== Segment start ==

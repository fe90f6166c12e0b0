//! Command handlers grouped by concern.

pub(crate) mod locks;
pub(crate) mod transfer;
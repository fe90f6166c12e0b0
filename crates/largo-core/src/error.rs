//! Error taxonomy shared by the transfer pipeline and the lock coordinator.
//!
//! # Design
//! - One enum per failure category so callers can branch on the category, not on text.
//! - Transfer errors carry their own retry classification.
//! - A lock conflict is an expected outcome and carries the existing lock.

use std::io;
use std::path::PathBuf;
use std::time::Duration;

use thiserror::Error;

use crate::model::Lock;

/// Failures while resolving a user-supplied path to a repository path. Always fatal.
#[derive(Debug, Error)]
pub enum PathError {
    /// The working directory could not be determined or canonicalised.
    #[error("could not resolve working directory")]
    WorkingDirectory {
        /// Underlying IO error.
        source: io::Error,
    },
    /// A path could not be canonicalised (missing file or broken symlink).
    #[error("unable to canonicalize path {path:?}")]
    Canonicalize {
        /// Path that failed to resolve.
        path: PathBuf,
        /// Underlying IO error.
        source: io::Error,
    },
    /// The resolved path is outside the repository root.
    #[error("unable to canonicalize path {path:?}: outside of repository")]
    OutsideRepository {
        /// Relative path that escapes the root.
        path: String,
    },
    /// The resolved path is a directory; locks are file-scoped.
    #[error("cannot lock directory: {path}")]
    Directory {
        /// User-supplied path.
        path: String,
    },
}

/// Failures negotiating a batch with the remote.
#[derive(Debug, Clone, Error, PartialEq, Eq)]
pub enum ProtocolError {
    /// The remote refused the batch request.
    #[error("batch request rejected (status {status}): {message}")]
    Rejected {
        /// HTTP status returned by the remote.
        status: u16,
        /// Message reported by the remote.
        message: String,
        /// Remote request identifier, when reported.
        request_id: Option<String>,
    },
    /// The remote answered with a response that does not follow the protocol.
    #[error("malformed batch response: {reason}")]
    Malformed {
        /// What was wrong with the response.
        reason: String,
    },
    /// The batch request never produced a response.
    #[error("batch request failed: {message}")]
    Unreachable {
        /// Transport failure description.
        message: String,
    },
}

impl ProtocolError {
    /// True when the remote refused the request for lack of authorization, as opposed
    /// to a malformed or unsupported request.
    #[must_use]
    pub const fn is_authorization(&self) -> bool {
        matches!(self, Self::Rejected { status: 401 | 403, .. })
    }
}

/// Per-object failures while executing a transfer action.
#[derive(Debug, Clone, Error, PartialEq, Eq)]
pub enum TransferError {
    /// Network failure, timeout, 5xx, or throttling; eligible for retry.
    #[error("transient transfer failure: {message}")]
    Transient {
        /// Failure description.
        message: String,
        /// Server-requested delay before the next attempt.
        retry_after: Option<Duration>,
    },
    /// The remote refused the action with a non-retriable status.
    #[error("transfer rejected (status {status}): {message}")]
    Rejected {
        /// HTTP status returned by the remote.
        status: u16,
        /// Message reported by the remote.
        message: String,
    },
    /// The remote reported an error for this object in the batch response.
    #[error("remote reported object error {code}: {message}")]
    Object {
        /// Error code from the batch response.
        code: i64,
        /// Message from the batch response.
        message: String,
    },
    /// Downloaded bytes do not hash to the expected object identifier.
    #[error("checksum mismatch: expected {expected}, got {actual}")]
    ChecksumMismatch {
        /// Object identifier that was requested.
        expected: String,
        /// Digest of the received bytes.
        actual: String,
    },
    /// Received byte count does not match the declared size.
    #[error("size mismatch: expected {expected} bytes, got {actual}")]
    SizeMismatch {
        /// Declared object size.
        expected: u64,
        /// Bytes actually received.
        actual: u64,
    },
    /// The object to upload is absent from local storage.
    #[error("object {oid} is missing from local storage")]
    MissingObject {
        /// Object identifier.
        oid: String,
    },
    /// Local storage IO failed.
    #[error("local storage failure during {operation}: {message}")]
    Storage {
        /// Operation that failed.
        operation: &'static str,
        /// Failure description.
        message: String,
    },
    /// The adapter does not implement the requested operation.
    #[error("transfer operation not supported: {operation}")]
    Unsupported {
        /// Operation identifier.
        operation: &'static str,
    },
    /// Every retry attempt failed transiently.
    #[error("gave up after {attempts} attempts: {last}")]
    RetriesExhausted {
        /// Attempts made, including the first.
        attempts: u32,
        /// Description of the final failure.
        last: String,
    },
    /// The action expired and could not be renewed.
    #[error("action expired and could not be renewed")]
    Expired,
    /// The object was never negotiated because its batch failed or the run stopped.
    #[error("batch negotiation failed: {message}")]
    Unnegotiated {
        /// Reason the batch was not negotiated.
        message: String,
    },
    /// The run was cancelled before the action started.
    #[error("transfer cancelled")]
    Cancelled,
}

impl TransferError {
    /// Classify a non-success HTTP status from an action endpoint.
    #[must_use]
    pub fn from_status(status: u16, message: impl Into<String>, retry_after: Option<Duration>) -> Self {
        let message = message.into();
        if status == 429 || status >= 500 {
            Self::Transient {
                message: format!("status {status}: {message}"),
                retry_after,
            }
        } else {
            Self::Rejected { status, message }
        }
    }

    /// Build a transient error from a transport failure.
    #[must_use]
    pub fn transient(message: impl Into<String>) -> Self {
        Self::Transient {
            message: message.into(),
            retry_after: None,
        }
    }

    /// Whether the executor may retry the action.
    #[must_use]
    pub const fn is_transient(&self) -> bool {
        matches!(self, Self::Transient { .. })
    }
}

/// Failures confirming an upload. The upload itself stands.
#[derive(Debug, Clone, Error, PartialEq, Eq)]
pub enum VerifyError {
    /// The verify endpoint answered with a non-2xx status.
    #[error("verify of {oid} failed with status {status}: {message}")]
    Status {
        /// Object identifier.
        oid: String,
        /// HTTP status returned.
        status: u16,
        /// Message reported by the remote.
        message: String,
    },
    /// The verify request never produced a response.
    #[error("verify of {oid} failed: {message}")]
    Transport {
        /// Object identifier.
        oid: String,
        /// Transport failure description.
        message: String,
    },
}

/// Failures of a lock operation.
#[derive(Debug, Error)]
pub enum LockError {
    /// The path could not be resolved.
    #[error(transparent)]
    Path(#[from] PathError),
    /// Another holder owns the lock.
    #[error("already locked by {}", .existing.owner_name())]
    Conflict {
        /// Lock currently held on the path.
        existing: Box<Lock>,
    },
    /// The remote refused the lock request.
    #[error("lock request rejected (status {status}): {message}")]
    Rejected {
        /// HTTP status returned by the remote.
        status: u16,
        /// Message reported by the remote.
        message: String,
    },
    /// The remote answered with a response that does not follow the protocol.
    #[error("malformed lock response: {reason}")]
    Malformed {
        /// What was wrong with the response.
        reason: String,
    },
    /// The lock request never produced a response.
    #[error("lock request failed: {message}")]
    Transport {
        /// Transport failure description.
        message: String,
    },
    /// No lock matched the requested path or identifier.
    #[error("no lock found for {target}")]
    NotFound {
        /// Path or identifier that was looked up.
        target: String,
    },
}

impl LockError {
    /// Conflicts are expected outcomes rather than failures of the client.
    #[must_use]
    pub const fn is_conflict(&self) -> bool {
        matches!(self, Self::Conflict { .. })
    }
}

/// Convenience alias for transfer results.
pub type TransferResult<T> = Result<T, TransferError>;

/// Convenience alias for lock results.
pub type LockResult<T> = Result<T, LockError>;
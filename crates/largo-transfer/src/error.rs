//! Discovery and conduit errors.

use std::io;
use std::path::PathBuf;

use thiserror::Error;

/// Failures while discovering pointer files.
#[derive(Debug, Error)]
pub enum ScanError {
    /// A file or directory could not be read.
    #[error("unable to read {path:?}")]
    Io {
        /// Path that failed.
        path: PathBuf,
        /// Underlying IO error.
        source: io::Error,
    },
    /// The directory walk failed.
    #[error("unable to walk {path:?}: {message}")]
    Walk {
        /// Path being walked.
        path: PathBuf,
        /// Walker failure description.
        message: String,
    },
    /// A file declares the pointer version but its body is invalid.
    #[error("malformed pointer {path:?}: {reason}")]
    Malformed {
        /// Pointer file path.
        path: PathBuf,
        /// What was wrong with it.
        reason: &'static str,
    },
    /// The scan task ended without a result.
    #[error("pointer scan task failed: {message}")]
    Task {
        /// Join failure description.
        message: String,
    },
}

/// Convenience alias for scan results.
pub type ScanResult<T> = Result<T, ScanError>;

/// Terminal outcome of a pointer stream.
#[derive(Debug, Error)]
pub enum StreamError {
    /// The producer reported a scan failure.
    #[error(transparent)]
    Scan(#[from] ScanError),
    /// The producer went away without reporting an outcome.
    #[error("pointer producer aborted without reporting an outcome")]
    ProducerAborted,
    /// `wait` was called before every pointer had been consumed.
    #[error("pointer stream waited on with {remaining} undrained pointers")]
    Undrained {
        /// Pointers discarded while draining.
        remaining: usize,
        /// Scan failure the producer reported, if any.
        scan: Option<ScanError>,
    },
}
#![forbid(unsafe_code)]
#![deny(unused_must_use, rustdoc::broken_intra_doc_links, rustdoc::bare_urls)]
#![warn(
    unreachable_pub,
    clippy::all,
    clippy::pedantic,
    clippy::nursery,
    missing_docs
)]

//! Transport-agnostic transfer and locking types shared by the Largo workspace.
//!
//! Layout: `model/` (pointers, actions, transfers, locks, refs), `report.rs`
//! (per-object outcomes), `error.rs` (the shared error taxonomy), `service/`
//! (adapter and observer seams).

pub mod error;
pub mod model;
pub mod report;
pub mod service;

pub use error::{
    LockError, LockResult, PathError, ProtocolError, TransferError, TransferResult, VerifyError,
};
pub use model::{
    Action, ActionKind, ActionSet, Direction, Lock, LockOwner, Pointer, Ref, RefUpdate, Transfer,
};
pub use report::{TransferReport, TransferStatus, TransferSummary, VerifyStatus};
pub use service::{NoopObserver, ProgressObserver, TransferAdapter};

== Segment end ==

**Task goal:** Search the records above for "requested". Copy each line where it is found.

**Problem solution:**
        /// Server-requested delay before the next attempt.
        /// Object identifier that was requested.
    /// The adapter does not implement the requested operation.
    /// No lock matched the requested path or identifier.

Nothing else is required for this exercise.